The City Planning Department Staff Report for the February 4, 2003 Planning Commission meeting said: "This area is a high point for the west side of Ann Arbor so water pressure will naturally be less than areas of lower elevation. Efforts to increase the water pressure in this area will make other areas of the water-pressure district have too much water pressure."

Dicken area residents, and especially those who live on the higher ground west and southwest of Dicken Woods, are concerned that further development in the area will only exacerbate the low water pressure problems. If there is not enough water pressure now, won't it only get worse with 58 new higher-density townhouses added in?

Area Wetlands, and Stressed Sewer Capacities

As for abundant neighborhood surface water, we don't yet have definitive answers, though we are actively investigating. We do know the Dicken area and it's wider surroundings are home to many wetlands today. In addition, aerial photos from 1947 show large surface ponds in the neighborhood, where houses and Dicken Elementary School now sit. Today, the playfields at Dicken Elementary are often so wet, and for such sustained periods, as to be totally unusable by the school children. Important questions have been raised, as yet unanswered, about the hydrology of the area, the sources of the wetlands in Dicken Woods, and the role of Dicken Woods in the wider wetlands system, as well as in Allen's and Mallett's Creeks. That's a lot of questions.

Basement flooding too has been an increasingly urgent problem in the Dicken area, as well as in the downstream areas of the Dartmoor, Glen Leven, and Morehead neighborhoods. All of these impacted areas were specific subjects of the Ann Arbor Sanitary Sewer Overflow Study Task Force and its final report to City Council in Spring, 2001. In response to these emerging problems, the City has recently begun the massive footing drain disconnect project.

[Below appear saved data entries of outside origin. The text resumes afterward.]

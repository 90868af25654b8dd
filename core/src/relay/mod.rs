//! Circuit relay: registry, connections, routes and payload forwarding

pub mod connection;
pub mod messaging;
pub mod protocol;
pub mod registry;
pub mod route;
pub mod server;
pub mod types;

pub use connection::{ConnectionSettings, RelayConnectionManager};
pub use messaging::MessageRelay;
pub use protocol::{ProtocolError, RelayFrame, SignalMessage, PROTOCOL_VERSION};
pub use registry::RelayRegistry;
pub use route::{InboundRefusal, RouteManager, RouteTable};
pub use server::{RelayServer, RelayServerConfig, RelayServerError, RelayServerStats};
pub use types::{RelayId, RelayInfo, RelayRoute, RelayType, RouteDirection, RouteId, RouteState};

The two sanitary sewer routes that could service a new development in Dicken Woods both currently suffer severe surcharging problems, precisely where a new Dicken Woods development would feed in to them. Any new development in Dicken Woods would add a significant burden to an already beyond-capacity local sewer system. For an area sitting at the "top of the hill" and draining towards the Huron River through two stressed creek systems, this is a bad idea.

And so we find ourselves in the unhappy position whereby Ann Arbor is spending millions of dollars (in the midst of the most severe state and municipal budget crisis in over half a century) to correct sanitary and storm sewer infrastructure problems which have resulted in large part from increased city development and the introduction of massive new amounts of impervious surface. The choice before us today is whether to continue taxing our overburdened infrastructure by forcing a large-mass multi-building townhouse development into a special natural area where it simply doesn't belong, or, instead, to save the natural area and thereby enjoy all the environmental, social, and economic benefits that would result.